絶対にサリアさんとマルタさんが考えたのだろうと話が盛り上がったが、それぞれに今日のすべきことをサドリックさんに指示されて動き出した。

それからしばらくは、事後処理に、復興のお手伝いに、執事さんたちや仲良くなった守備兵さんたちとの訓練にと、楽しく忙しく飛ぶように過ぎて行った。

家の掃除や倉庫の片付け、引き継ぎ書類の配達や、庭のお手入れのお手伝いに武具や装飾品の手入れ、洗濯に調理のお手伝いなど、居候として楽しく扱き使われていた。

どれもこれもやったことがない事ばかりで、その大変さを思い知った。

そして、それが冒険者として最低限やれなければならないことや知っていた方が良い事の練習だったのだと気づいて、セドリックさん以下みんなの優しさに泣きそうになった。

ララは二日前に、国中に退任の挨拶をして筆頭巫女の職を辞した。

頭首様と共に人前に立ち、優しいのに響く声でしっかりと発言していて、格好いいと思わず見とれて演説を聞いていた。

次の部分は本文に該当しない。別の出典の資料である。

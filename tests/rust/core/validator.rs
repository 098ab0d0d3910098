//! Copyright © 2025-2026 Wenze Wei. All Rights Reserved.
//!
//! This file is part of Opal Guard.
//! The Opal Guard project belongs to the Dunimd Team.

use opal_guard::validator::{nesting_depth, validate_structure, OpalQueryView, STRUCTURAL_CHECKS};
use opal_guard::{OpalError, OpalValidatorConfig};

fn check(query: &str) -> Result<(), OpalError> {
    validate_structure(query, &OpalValidatorConfig::default())
}

#[test]
fn test_checks_run_in_documented_order() {
    let names: Vec<&str> = STRUCTURAL_CHECKS.iter().map(|c| c.name).collect();
    assert_eq!(
        names,
        vec![
            "balanced_delimiters",
            "quote_parity",
            "stage_count",
            "nesting_depth",
            "known_verbs",
            "known_functions"
        ]
    );
}

#[test]
fn test_first_violation_wins() {
    // Unbalanced and also has an unknown verb: the balance error is reported.
    let err = check("bogus f(x").unwrap_err();
    assert!(matches!(err, OpalError::Structural { .. }));
}

#[test]
fn test_unbalanced_brackets_and_braces() {
    let err = check("make_col a:b[0").unwrap_err();
    assert_eq!(err.to_string(), "Unbalanced brackets: 1 opening '[' vs 0 closing ']'");
    let err = check("make_col a:make_object({x:1)").unwrap_err();
    assert!(err.to_string().starts_with("Unbalanced braces"));
}

#[test]
fn test_stage_limit_is_configurable() {
    let config = OpalValidatorConfig {
        max_stages: 2,
        ..Default::default()
    };
    let err = validate_structure("limit 1 | limit 1 | limit 1", &config).unwrap_err();
    assert_eq!(
        err.to_string(),
        "Query has 3 pipeline stages, exceeding the maximum of 2"
    );
}

#[test]
fn test_exactly_at_limits_is_valid() {
    let query = vec!["limit 1"; 20].join(" | ");
    assert!(check(&query).is_ok());
    let nested = format!("filter {}x{}", "(".repeat(10), ")".repeat(10));
    assert!(check(&nested).is_ok());
}

#[test]
fn test_unknown_verb_message() {
    let err = check("filter a = 1 | filtr b = 2").unwrap_err();
    let message = err.to_string();
    assert!(message.starts_with("Unknown verb 'filtr' at stage 2."));
    assert!(message.contains("filter"));
}

#[test]
fn test_sql_function_hint_is_verbatim() {
    let err = check("make_col n:length(name)").unwrap_err();
    match err {
        OpalError::UnknownFunction {
            function,
            hint: Some(hint),
            suggestions,
        } => {
            assert_eq!(function, "length");
            assert!(hint.contains("strlen"));
            assert!(suggestions.is_empty());
        }
        other => panic!("unexpected error: {other:?}"),
    }
}

#[test]
fn test_unknown_function_suggestions() {
    let err = check("make_col n:strlenn(name)").unwrap_err();
    match err {
        OpalError::UnknownFunction {
            hint: None,
            suggestions,
            ..
        } => {
            assert!(suggestions.contains(&"strlen".to_string()));
            assert!(suggestions.len() <= 5);
        }
        other => panic!("unexpected error: {other:?}"),
    }
}

#[test]
fn test_unterminated_single_quote_is_rejected() {
    let err = check("filter name = 'abc | filter x = foo(bar").unwrap_err();
    assert!(matches!(err, OpalError::Structural { .. }));
    assert_eq!(
        err.to_string(),
        "Unterminated single-quoted string: ''' at offset 14 is never closed"
    );
}

#[test]
fn test_unterminated_regex_is_rejected() {
    let err = check("filter body ~ /abc | filter x = foo(bar").unwrap_err();
    assert!(matches!(err, OpalError::Structural { .. }));
    assert!(err.to_string().starts_with("Unterminated regex literal"));
}

#[test]
fn test_validate_reports_unterminated_literals() {
    for query in [
        "filter name = 'abc | filter x = foo(bar",
        "filter body ~ /abc | filter x = foo(bar",
    ] {
        let result = opal_guard::validate(query, None);
        assert!(!result.is_valid, "{query}");
        assert!(result.error_message.is_some());
    }
}

#[test]
fn test_calls_inside_literals_are_ignored() {
    assert!(check(r#"filter body ~ "length(x)" or msg = 'coalesce(a)'"#).is_ok());
}

#[test]
fn test_quoted_path_segment_before_paren() {
    assert!(check(r#"filter attributes."http.method" = "GET" and (a = 1)"#).is_ok());
}

#[test]
fn test_nesting_depth_counts_all_delimiters() {
    let view = OpalQueryView::new("make_col a:f([{1}])");
    assert_eq!(nesting_depth(&view), 3);
}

国民は、寂しいながらも新たな国の政策と神殿のあり方に納得した様で、ララを責める声は一つとして上がらなかった。

お世話になった人たちへの挨拶回りに付き合って丸一日と半分、歩き回った。

明日は、いよいよ一度ロンデル様のいる聖域に戻る。

ロンデル様へのお土産も、精霊さん達へのお土産もたくさん買い込んだ。

今日は、ララの出立と私たちの旅立ちのお祝いするからとセドリックさんも執事さんたち侍女さん達も張り切って準備をしていた。

賑やかに夕食の時間を過ごして、少し早めに寝るように言われてバタバタと荷物をまとめてから布団に潜り込んだ。